Problem to work on.
Your reply should be a single number, the count of lines in the records that contain the string "Functional".

Records for the exercise.
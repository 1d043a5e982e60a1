//! Core types for Symbiome Core
//!
//! This module defines the data structures the dashboard shell exchanges with
//! the core: raw biometric readings, completed session records, the user
//! profile, and the aggregate resilience score.

use crate::error::ComputeError;
use serde::{Deserialize, Serialize};
use std::fmt;
use std::str::FromStr;

/// One instantaneous biometric sample.
///
/// Values are not bounds-checked; the dashboard uses a 0-100 scale.
#[derive(Debug, Clone, Copy, PartialEq, Serialize, Deserialize)]
#[serde(rename_all = "camelCase")]
pub struct BiometricReading {
    /// Heart-rate-variability proxy
    pub hrv: f64,
    /// Galvanic-skin-response proxy (arousal)
    pub gsr: f64,
    /// Facial calmness score
    pub facial_calm: f64,
}

impl BiometricReading {
    pub fn new(hrv: f64, gsr: f64, facial_calm: f64) -> Self {
        Self {
            hrv,
            gsr,
            facial_calm,
        }
    }
}

/// Session type tag
#[derive(Debug, Clone, Copy, PartialEq, Eq, Serialize, Deserialize)]
#[serde(rename_all = "lowercase")]
pub enum SessionType {
    Stress,
    Training,
    Passive,
    Custom,
}

impl SessionType {
    pub fn as_str(&self) -> &'static str {
        match self {
            SessionType::Stress => "stress",
            SessionType::Training => "training",
            SessionType::Passive => "passive",
            SessionType::Custom => "custom",
        }
    }
}

/// Immutable record of one completed monitoring session
#[derive(Debug, Clone, PartialEq, Serialize, Deserialize)]
#[serde(rename_all = "camelCase")]
pub struct SessionData {
    /// Unique session identifier (`session-<epoch ms>`)
    pub id: String,
    /// Completion time (epoch milliseconds)
    pub date: i64,
    /// Number of readings in the session
    pub duration: usize,
    #[serde(rename = "avgHRV", with = "non_finite")]
    pub avg_hrv: f64,
    #[serde(rename = "avgGSR", with = "non_finite")]
    pub avg_gsr: f64,
    #[serde(with = "non_finite")]
    pub avg_facial_calm: f64,
    /// Composite resilience index
    #[serde(with = "non_finite")]
    pub sri: f64,
    /// Estimated recovery time (seconds)
    pub recovery_time: u32,
    pub stress_events: u32,
    #[serde(rename = "type")]
    pub session_type: SessionType,
}

/// Gamification state shown in the dashboard header
#[derive(Debug, Clone, PartialEq, Serialize, Deserialize)]
#[serde(default, rename_all = "camelCase")]
pub struct UserProfile {
    pub name: String,
    pub level: u32,
    pub xp: u64,
    /// Consecutive active days
    pub streak: u32,
    pub total_sessions: u64,
    pub achievements: Vec<String>,
}

impl Default for UserProfile {
    fn default() -> Self {
        Self {
            name: "Researcher".to_string(),
            level: 5,
            xp: 4250,
            streak: 7,
            total_sessions: 42,
            achievements: Vec::new(),
        }
    }
}

/// Serde helpers for session floats.
///
/// JSON has no literal for infinities or NaN, so those are written as the
/// strings `"Infinity"`, `"-Infinity"` and `"NaN"`. A `null` reads back as NaN.
mod non_finite {
    use serde::de::{self, Visitor};
    use serde::{Deserializer, Serializer};
    use std::fmt;

    pub fn serialize<S: Serializer>(value: &f64, serializer: S) -> Result<S::Ok, S::Error> {
        if value.is_finite() {
            serializer.serialize_f64(*value)
        } else if value.is_nan() {
            serializer.serialize_str("NaN")
        } else if value.is_sign_positive() {
            serializer.serialize_str("Infinity")
        } else {
            serializer.serialize_str("-Infinity")
        }
    }

    pub fn deserialize<'de, D: Deserializer<'de>>(deserializer: D) -> Result<f64, D::Error> {
        deserializer.deserialize_any(FloatVisitor)
    }

    struct FloatVisitor;

    impl<'de> Visitor<'de> for FloatVisitor {
        type Value = f64;

        fn expecting(&self, f: &mut fmt::Formatter<'_>) -> fmt::Result {
            f.write_str("a number, \"Infinity\", \"-Infinity\" or \"NaN\"")
        }

        fn visit_f64<E: de::Error>(self, v: f64) -> Result<f64, E> {
            Ok(v)
        }

        fn visit_i64<E: de::Error>(self, v: i64) -> Result<f64, E> {
            Ok(v as f64)
        }

        fn visit_u64<E: de::Error>(self, v: u64) -> Result<f64, E> {
            Ok(v as f64)
        }

        fn visit_str<E: de::Error>(self, v: &str) -> Result<f64, E> {
            match v {
                "Infinity" => Ok(f64::INFINITY),
                "-Infinity" => Ok(f64::NEG_INFINITY),
                "NaN" => Ok(f64::NAN),
                other => Err(E::invalid_value(de::Unexpected::Str(other), &self)),
            }
        }

        fn visit_unit<E: de::Error>(self) -> Result<f64, E> {
            Ok(f64::NAN)
        }
    }
}

/// History-level resilience score with its three pillars (each 0-100)
#[derive(Debug, Clone, Copy, PartialEq, Serialize, Deserialize)]
pub struct ResilienceScore {
    pub overall: f64,
    /// Stress absorption, from average HRV
    pub resistance: f64,
    /// Return-to-baseline velocity, from recovery time
    pub recovery: f64,
    /// Consistency of regulation, from HRV spread
    pub stability: f64,
}

/// Qualitative band for an overall score
#[derive(Debug, Clone, Copy, PartialEq, Eq, Serialize, Deserialize)]
#[serde(rename_all = "snake_case")]
pub enum ResilienceTier {
    Elite,
    Dynamic,
    Functional,
    Vulnerable,
}

impl ResilienceTier {
    pub fn from_score(score: f64) -> Self {
        if score > 85.0 {
            ResilienceTier::Elite
        } else if score > 70.0 {
            ResilienceTier::Dynamic
        } else if score > 50.0 {
            ResilienceTier::Functional
        } else {
            ResilienceTier::Vulnerable
        }
    }

    pub fn label(&self) -> &'static str {
        match self {
            ResilienceTier::Elite => "Elite (Nervous System Fortified)",
            ResilienceTier::Dynamic => "Dynamic (High Performance)",
            ResilienceTier::Functional => "Functional (Baseline Stable)",
            ResilienceTier::Vulnerable => "Vulnerable (Intervention Advised)",
        }
    }
}

/// One point of the weekly SRI chart
#[derive(Debug, Clone, PartialEq, Serialize, Deserialize)]
pub struct WeeklyPoint {
    /// Short weekday name (`Mon`..`Sun`)
    pub day: String,
    pub sri: f64,
}

/// Dashboard panels selectable from the navigation sidebar
#[derive(Debug, Clone, Copy, PartialEq, Eq, Hash, Serialize, Deserialize)]
#[serde(rename_all = "lowercase")]
pub enum Tab {
    Home,
    Monitor,
    PassiveMonitoring,
    CustomStress,
    Train,
    ClosedLoop,
    Cognitive,
    Predictive,
    Twin,
    TwinAdvanced,
    Forecast,
    Journal,
    NlpJournal,
    RqTracker,
    Environment,
    ScientificAnalysis,
    Analysis,
    Glove,
    ClinicalVault,
    Community,
    CommunityMapping,
    AdvancedFeatures,
    Learn,
    Sandbox,
    Future,
    Settings,
}

impl Tab {
    /// Navigation order
    pub const ALL: [Tab; 26] = [
        Tab::Home,
        Tab::Monitor,
        Tab::PassiveMonitoring,
        Tab::CustomStress,
        Tab::Train,
        Tab::ClosedLoop,
        Tab::Cognitive,
        Tab::Predictive,
        Tab::Twin,
        Tab::TwinAdvanced,
        Tab::Forecast,
        Tab::Journal,
        Tab::NlpJournal,
        Tab::RqTracker,
        Tab::Environment,
        Tab::ScientificAnalysis,
        Tab::Analysis,
        Tab::Glove,
        Tab::ClinicalVault,
        Tab::Community,
        Tab::CommunityMapping,
        Tab::AdvancedFeatures,
        Tab::Learn,
        Tab::Sandbox,
        Tab::Future,
        Tab::Settings,
    ];

    pub fn as_str(&self) -> &'static str {
        match self {
            Tab::Home => "home",
            Tab::Monitor => "monitor",
            Tab::PassiveMonitoring => "passivemonitoring",
            Tab::CustomStress => "customstress",
            Tab::Train => "train",
            Tab::ClosedLoop => "closedloop",
            Tab::Cognitive => "cognitive",
            Tab::Predictive => "predictive",
            Tab::Twin => "twin",
            Tab::TwinAdvanced => "twinadvanced",
            Tab::Forecast => "forecast",
            Tab::Journal => "journal",
            Tab::NlpJournal => "nlpjournal",
            Tab::RqTracker => "rqtracker",
            Tab::Environment => "environment",
            Tab::ScientificAnalysis => "scientificanalysis",
            Tab::Analysis => "analysis",
            Tab::Glove => "glove",
            Tab::ClinicalVault => "clinicalvault",
            Tab::Community => "community",
            Tab::CommunityMapping => "communitymapping",
            Tab::AdvancedFeatures => "advancedfeatures",
            Tab::Learn => "learn",
            Tab::Sandbox => "sandbox",
            Tab::Future => "future",
            Tab::Settings => "settings",
        }
    }

    /// Sidebar label
    pub fn label(&self) -> &'static str {
        match self {
            Tab::Home => "Dashboard",
            Tab::Monitor => "Live Monitor",
            Tab::PassiveMonitoring => "Passive Sentinel",
            Tab::CustomStress => "Custom Activities",
            Tab::Train => "Biofeedback Training",
            Tab::ClosedLoop => "Closed-Loop System",
            Tab::Cognitive => "Cognitive Tests",
            Tab::Predictive => "Predictive Engine",
            Tab::Twin => "Digital Twin (Basic)",
            Tab::TwinAdvanced => "Digital Twin (In-Silico)",
            Tab::Forecast => "Resilience Forecast",
            Tab::Journal => "Emotional Journal (Basic)",
            Tab::NlpJournal => "NLP Sentiment AI",
            Tab::RqTracker => "Resilience Quotient",
            Tab::Environment => "Environment Tracker",
            Tab::ScientificAnalysis => "Scientific Analysis",
            Tab::Analysis => "Research Dashboard",
            Tab::Glove => "Symbiome Glove",
            Tab::ClinicalVault => "Clinical Data Vault",
            Tab::Community => "Community Cloud (Basic)",
            Tab::CommunityMapping => "Resilience Mapping",
            Tab::AdvancedFeatures => "Advanced Features",
            Tab::Learn => "Educational Portal",
            Tab::Sandbox => "Simulation Sandbox",
            Tab::Future => "Future Vision",
            Tab::Settings => "Settings & Privacy",
        }
    }
}

impl fmt::Display for Tab {
    fn fmt(&self, f: &mut fmt::Formatter<'_>) -> fmt::Result {
        f.write_str(self.as_str())
    }
}

impl FromStr for Tab {
    type Err = ComputeError;

    fn from_str(s: &str) -> Result<Self, Self::Err> {
        Tab::ALL
            .iter()
            .copied()
            .find(|tab| tab.as_str() == s)
            .ok_or_else(|| ComputeError::UnknownTab(s.to_string()))
    }
}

Response to this task.
3